The US Federal Reserve insists it is exiting quantitative easing because the economy no longer needs the stimulus it provides. In reality, QE has benefited the haves at the expense of the have-nots and will be very hard to reverse, especially in light of post-crisis banking rules such as the liquidity coverage ratio (LCR), which make it challenging at best for the Fed to lower its asset portfolio to anything close to pre-crisis levels. As the Fed reverts to a more conventional monetary policy, it must address the negative side-effects of QE and enact rule changes that encourage banks to lend and take deposits, rather than simply hoarding safe assets to meet regulatory ratios. It is bad enough that a huge Fed balance sheet distorts asset pricing and allocation across the global economy, but from a social welfare and political stability perspective, it is still worse that QE has increased the already wide gap in US income and wealth equality. The Fed’s QE defence – voiced by chairs Ben Bernanke, Janet Yellen and Jerome Powell in turn – is that post-crisis monetary policy was equalising because it prevented a Great Depression, and the Great Recession is transitioning to “full” employment, thus reversing the short-term income inequality effects.

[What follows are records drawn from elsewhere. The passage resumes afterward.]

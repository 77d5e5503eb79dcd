//! Now-playing clock
//!
//! The server reports, per metadata message, how far into the current track
//! its broadcast is. Locally we keep a page clock (milliseconds since the
//! metadata stream was (re)connected) and an anchor `relative_start_time`
//! such that `time() - relative_start_time` is the position in the track.
//!
//! A message announcing the next track (`start_offset == 0`) arrives while
//! the listener is still hearing the end of the previous one, since audio
//! is buffered ahead. The title swap is therefore deferred until the current
//! track's remaining time has elapsed. The first message after a connect and
//! skip confirmations apply immediately.

use std::time::{Duration, Instant};

use crate::constants::{LOADING_TITLE, SKIP_LENGTH_SENTINEL};
use crate::protocol::TrackMetadata;
use crate::timer::{TaskId, TaskQueue};

/// Monotonic millisecond clock
pub trait Clock {
    fn now_ms(&self) -> f64;
}

/// [`Clock`] backed by [`Instant`]
#[derive(Debug, Clone, Copy)]
pub struct SystemClock {
    origin: Instant,
}

impl SystemClock {
    pub fn new() -> Self {
        Self { origin: Instant::now() }
    }

    /// The instant `ms` milliseconds after this clock's origin
    pub fn instant_at(&self, ms: f64) -> Instant {
        self.origin + Duration::from_secs_f64(ms.max(0.0) / 1000.0)
    }
}

impl Default for SystemClock {
    fn default() -> Self {
        Self::new()
    }
}

impl Clock for SystemClock {
    fn now_ms(&self) -> f64 {
        self.origin.elapsed().as_secs_f64() * 1000.0
    }
}

#[derive(Debug, Clone, Copy, PartialEq, Eq)]
pub enum Phase {
    /// No metadata since the stream (re)connected
    JustStarted,
    Steady,
}

/// Outcome of a metadata message or a fired title swap
#[derive(Debug, Clone, PartialEq)]
pub enum ClockEvent {
    TitleChanged(String),
    ListenersChanged(u32),
    /// The server started a new track; the queue has moved
    TrackStarted,
    /// The server confirmed a skip with fresh metadata
    SkipCompleted,
}

#[derive(Debug, Clone)]
struct PendingTitle {
    title: String,
    total_length: f64,
}

/// Read-only view for a UI
#[derive(Debug, Clone, PartialEq)]
pub struct NowPlaying {
    pub title: String,
    pub position_ms: f64,
    pub total_length_ms: f64,
    pub fraction: f64,
}

impl NowPlaying {
    /// `"01:05/03:20"`, position clamped to the track length
    pub fn progress_text(&self) -> String {
        let total = self.total_length_ms.max(0.0);
        let position = self.position_ms.max(0.0).min(total);
        format!("{}/{}", format_time(position), format_time(total))
    }
}

/// `MM:SS`, or `HH:MM:SS` from one hour up
pub fn format_time(ms: f64) -> String {
    let total_seconds = (ms.max(0.0) / 1000.0).floor() as u64;
    let hours = total_seconds / 3600;
    let minutes = (total_seconds % 3600) / 60;
    let seconds = total_seconds % 60;
    if hours == 0 {
        format!("{:02}:{:02}", minutes, seconds)
    } else {
        format!("{:02}:{:02}:{:02}", hours, minutes, seconds)
    }
}

#[derive(Debug)]
pub struct NowPlayingClock {
    epoch_ms: f64,
    relative_start_time: f64,
    total_length: f64,
    title: String,
    phase: Phase,
    last_offset_ms: f64,
    last_reported_title: Option<String>,
    num_listeners: Option<u32>,
    swaps: TaskQueue<PendingTitle>,
    pending: Option<TaskId>,
}

impl NowPlayingClock {
    pub fn new(now_ms: f64) -> Self {
        Self {
            epoch_ms: now_ms,
            relative_start_time: 0.0,
            total_length: 0.0,
            title: LOADING_TITLE.to_string(),
            phase: Phase::JustStarted,
            last_offset_ms: 0.0,
            last_reported_title: None,
            num_listeners: None,
            swaps: TaskQueue::new(),
            pending: None,
        }
    }

    /// Metadata stream (re)connect: restart the page clock and show the placeholder
    ///
    /// A pending swap survives; when it fires over the placeholder it only
    /// replaces the title, leaving the position anchor alone.
    pub fn reset(&mut self, now_ms: f64) {
        self.epoch_ms = now_ms;
        self.title = LOADING_TITLE.to_string();
        self.phase = Phase::JustStarted;
    }

    /// Page clock
    pub fn time(&self, now_ms: f64) -> f64 {
        now_ms - self.epoch_ms
    }

    /// Position within the current track
    pub fn time_in_audio(&self, now_ms: f64) -> f64 {
        self.time(now_ms) - self.relative_start_time
    }

    pub fn time_left_in_audio(&self, now_ms: f64) -> f64 {
        self.total_length - self.time_in_audio(now_ms)
    }

    /// Progress in [0, 1]; 0 while the length is unknown
    pub fn fraction_complete(&self, now_ms: f64) -> f64 {
        if self.total_length <= 0.0 {
            return 0.0;
        }
        (self.time_in_audio(now_ms) / self.total_length).clamp(0.0, 1.0)
    }

    pub fn on_metadata(&mut self, meta: &TrackMetadata, now_ms: f64) -> Vec<ClockEvent> {
        let mut events = Vec::new();

        if meta.start_offset_ms == 0.0 {
            self.defer_update(&meta.title, meta.total_length, now_ms);
            events.push(ClockEvent::TrackStarted);
        }

        if self.phase == Phase::JustStarted {
            events.push(self.force_update(&meta.title, meta.total_length, now_ms));
        }

        if meta.skipped {
            events.push(self.force_update(&meta.title, meta.total_length, now_ms));
            events.push(ClockEvent::SkipCompleted);
        }

        self.last_offset_ms = meta.start_offset_ms;
        self.last_reported_title = Some(meta.title.clone());
        if self.num_listeners != Some(meta.num_listeners) {
            self.num_listeners = Some(meta.num_listeners);
            events.push(ClockEvent::ListenersChanged(meta.num_listeners));
        }

        if self.phase == Phase::JustStarted {
            self.relative_start_time = -meta.start_offset_ms;
            self.phase = Phase::Steady;
        }

        events
    }

    fn cancel_pending(&mut self) {
        if let Some(id) = self.pending.take() {
            self.swaps.cancel(id);
        }
    }

    fn force_update(&mut self, title: &str, total_length: f64, now_ms: f64) -> ClockEvent {
        self.cancel_pending();
        self.relative_start_time = self.time(now_ms);
        self.total_length = total_length;
        self.title = title.to_string();
        tracing::debug!("Now playing {} (immediate)", title);
        ClockEvent::TitleChanged(self.title.clone())
    }

    fn defer_update(&mut self, title: &str, total_length: f64, now_ms: f64) {
        self.cancel_pending();
        let deadline = now_ms + self.time_left_in_audio(now_ms);
        tracing::debug!("Next title {} due in {:.0}ms", title, deadline - now_ms);
        self.pending = Some(self.swaps.schedule(
            deadline,
            PendingTitle {
                title: title.to_string(),
                total_length,
            },
        ));
    }

    /// Apply a deferred title swap whose time has come
    pub fn fire_due(&mut self, now_ms: f64) -> Vec<ClockEvent> {
        let mut events = Vec::new();
        for (id, swap) in self.swaps.take_due(now_ms) {
            if self.pending == Some(id) {
                self.pending = None;
            }
            if self.title != LOADING_TITLE {
                self.relative_start_time = self.time(now_ms);
            }
            self.total_length = swap.total_length;
            self.title = swap.title;
            tracing::debug!("Now playing {}", self.title);
            events.push(ClockEvent::TitleChanged(self.title.clone()));
        }
        events
    }

    /// Deadline of the pending title swap
    pub fn next_deadline(&self) -> Option<f64> {
        self.swaps.next_deadline()
    }

    pub fn has_pending_title(&self) -> bool {
        self.pending.is_some()
    }

    /// Between a confirmed skip and the next metadata message
    pub fn force_skip_length(&mut self) {
        self.total_length = SKIP_LENGTH_SENTINEL;
    }

    pub fn title(&self) -> &str {
        &self.title
    }

    pub fn total_length(&self) -> f64 {
        self.total_length
    }

    pub fn phase(&self) -> Phase {
        self.phase
    }

    pub fn num_listeners(&self) -> Option<u32> {
        self.num_listeners
    }

    /// Offset and title of the most recent metadata message
    pub fn last_reported(&self) -> Option<(f64, &str)> {
        self.last_reported_title
            .as_deref()
            .map(|title| (self.last_offset_ms, title))
    }

    pub fn snapshot(&self, now_ms: f64) -> NowPlaying {
        NowPlaying {
            title: self.title.clone(),
            position_ms: self.time_in_audio(now_ms),
            total_length_ms: self.total_length,
            fraction: self.fraction_complete(now_ms),
        }
    }
}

Employment, though, is full only if you think that multiple wage-earners in a single family, each working multiple jobs, makes for prosperity despite the lack of meaningful wage growth in recent decades. GDP is similarly robust if you average productivity gains across the population as a whole. Account for distributional effects and all too many Americans are stuck in seemingly endless recession. Aggregate totals tell us nothing about economic equality, which is clearly profound judged by any number of studies, calculations and analyses.